问题
I'm putting some page content (which has been run through Tidy, but doesn't need to be if this is a source of problems) into DOMDocument
using DOMDocument::loadHTML
.
It's coming up with various errors:
ID x already defined in Entity, line X
Is there any way to make either DOMDocument
(or Tidy) ignore or strip out duplicate element IDs, so it will actually create the DOMDocument
?
Thanks. :)
回答1:
A quick search on the subject reveals this (incorrect) bug report:
http://bugs.php.net/bug.php?id=46136
The last reply states the following:
You're using HTML 4 rules to load an XHTML document. Either use the load() method to parse as XML or the libxml_use_internal_errors() function to ignore the warnings.

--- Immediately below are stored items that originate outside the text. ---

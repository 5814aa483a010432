//! Quorum resolution over the vote ledger.
//!
//! An alert resolves once a quorum of votes has been cast (default 3).
//! With quorum met it is confirmed if enough of the cast votes are
//! affirmative (default 2), otherwise it is a false alarm. Unanswered or
//! expired requests never count for or against resolution.

use firewatch_registry::{AlertId, AlertStatus, Storage, VoteOutcome, VoteRecord};
use serde::{Deserialize, Serialize};
use tracing::{debug, info};

use crate::Result;

/// Result of applying the quorum rule to a tally.
#[derive(Debug, Clone, Copy, PartialEq, Eq, Serialize, Deserialize)]
pub enum ConsensusResult {
    /// Fewer votes cast than the quorum.
    NoQuorum,
    Confirmed,
    FalseAlarm,
}

impl ConsensusResult {
    /// Status the alert should move to, if any.
    pub fn status(self) -> Option<AlertStatus> {
        match self {
            ConsensusResult::NoQuorum => None,
            ConsensusResult::Confirmed => Some(AlertStatus::Confirmed),
            ConsensusResult::FalseAlarm => Some(AlertStatus::FalseAlarm),
        }
    }
}

/// Counts over all requests issued for one alert.
#[derive(Debug, Clone, Copy, Default, PartialEq, Eq, Serialize, Deserialize)]
pub struct VoteTally {
    pub yes: u32,
    pub no: u32,
    /// Requests still waiting for an answer.
    pub outstanding: u32,
    pub expired: u32,
}

impl VoteTally {
    pub fn from_records(records: &[VoteRecord]) -> Self {
        let mut tally = VoteTally::default();
        for record in records {
            match record.outcome {
                VoteOutcome::Yes => tally.yes += 1,
                VoteOutcome::No => tally.no += 1,
                VoteOutcome::Unset if record.expired => tally.expired += 1,
                VoteOutcome::Unset => tally.outstanding += 1,
            }
        }
        tally
    }

    /// Votes actually cast.
    pub fn cast(&self) -> u32 {
        self.yes + self.no
    }

    /// Every request ever issued.
    pub fn requested(&self) -> u32 {
        self.cast() + self.outstanding + self.expired
    }
}

/// Applies the majority-of-quorum rule and persists the outcome.
///
/// # Voting Rules
///
/// - At least `quorum` cast votes before any resolution
/// - `affirmative_required` yes votes among them confirms, anything less
///   is a false alarm
/// - Resolution is monotonic: a resolved alert is never re-evaluated
#[derive(Debug, Clone)]
pub struct ConsensusResolver {
    quorum: u32,
    affirmative_required: u32,
}

impl Default for ConsensusResolver {
    fn default() -> Self {
        Self::new()
    }
}

impl ConsensusResolver {
    /// Quorum of 3, 2 affirmative votes to confirm.
    pub fn new() -> Self {
        Self {
            quorum: 3,
            affirmative_required: 2,
        }
    }

    /// Creates a resolver with a custom quorum rule.
    ///
    /// # Panics
    ///
    /// If `quorum` is zero or `affirmative_required` exceeds it.
    pub fn with_quorum(quorum: u32, affirmative_required: u32) -> Self {
        assert!(quorum > 0, "Quorum must be at least one vote");
        assert!(
            affirmative_required <= quorum,
            "Affirmative votes required cannot exceed the quorum"
        );
        Self {
            quorum,
            affirmative_required,
        }
    }

    pub fn quorum(&self) -> u32 {
        self.quorum
    }

    pub fn affirmative_required(&self) -> u32 {
        self.affirmative_required
    }

    /// Pure quorum decision over a tally.
    pub fn decide(&self, tally: &VoteTally) -> ConsensusResult {
        if tally.cast() < self.quorum {
            return ConsensusResult::NoQuorum;
        }
        if tally.yes >= self.affirmative_required {
            ConsensusResult::Confirmed
        } else {
            ConsensusResult::FalseAlarm
        }
    }

    /// Re-evaluates an alert against its ledger and stores the result.
    ///
    /// Refreshes the alert's tallies while it is pending and moves it to
    /// its final status once quorum is met. A resolved alert is left
    /// untouched. Returns the alert's status after evaluation.
    ///
    /// Callers must serialise evaluation per alert.
    pub fn evaluate(&self, storage: &Storage, alert_id: AlertId) -> Result<AlertStatus> {
        let records = storage.votes_for_alert(alert_id)?;
        let tally = VoteTally::from_records(&records);
        let decision = self.decide(&tally);

        let updated = storage.modify_alert(alert_id, |alert| {
            if !alert.status.is_pending() {
                return false;
            }
            alert.yes_count = tally.yes;
            alert.no_count = tally.no;
            if let Some(status) = decision.status() {
                alert.transition(status);
            }
            true
        })?;

        match updated {
            Some(alert) => {
                if alert.status.is_terminal() {
                    info!(
                        "Alert {} resolved {} ({} yes / {} no)",
                        alert_id, alert.status, tally.yes, tally.no
                    );
                } else {
                    debug!(
                        "Alert {} at {}/{} votes, no quorum yet",
                        alert_id,
                        tally.cast(),
                        self.quorum
                    );
                }
                Ok(alert.status)
            }
            None => {
                let status = storage
                    .load_alert(alert_id)?
                    .map(|a| a.status)
                    .unwrap_or(AlertStatus::Pending);
                Ok(status)
            }
        }
    }
}
//! Wall clock abstraction.
//!
//! Timeouts and response latency are computed against a [`Clock`] so tests
//! can drive time explicitly with [`ManualClock`].

use chrono::{DateTime, Duration, Utc};
use std::sync::Mutex;

/// Source of the current wall-clock time.
pub trait Clock: Send + Sync {
    fn now(&self) -> DateTime<Utc>;
}

/// The real system clock.
#[derive(Debug, Clone, Copy, Default)]
pub struct SystemClock;

impl Clock for SystemClock {
    fn now(&self) -> DateTime<Utc> {
        Utc::now()
    }
}

/// A deterministic clock for testing.
///
/// Time only advances when you tell it to.
#[derive(Debug)]
pub struct ManualClock {
    current: Mutex<DateTime<Utc>>,
}

impl ManualClock {
    pub fn new(start: DateTime<Utc>) -> Self {
        Self {
            current: Mutex::new(start),
        }
    }

    /// Advance time by `delta`.
    pub fn advance(&self, delta: Duration) {
        let mut current = self.current.lock().unwrap_or_else(|e| e.into_inner());
        *current += delta;
    }

    /// Set the time to a specific instant.
    pub fn set(&self, at: DateTime<Utc>) {
        *self.current.lock().unwrap_or_else(|e| e.into_inner()) = at;
    }
}

impl Clock for ManualClock {
    fn now(&self) -> DateTime<Utc> {
        *self.current.lock().unwrap_or_else(|e| e.into_inner())
    }
}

I can't be sure if you are encountering this problem for the same reasons, since you did not include a reference to the HTML page being loaded. In any case, using libxml_use_internal_errors() should at least suppress the error.
ID's in HTML documents are generally unique, so the best solution would still be validating your document, if at all possible.
回答2:
By definition, IDs are unique. If they are not, you should use classes instead (nor names, where it applies).
I doubt you can force XML tools to ignore duplicate IDs, that will make them handle an invalid XML document.
回答3:
Use Exceptions to treat duplicate IDs, and rename the second id. Or maybe, combine elements in sub-elements of same parent with the ID.
IDs are unique in an XML file (in the rootElement of XMLTree)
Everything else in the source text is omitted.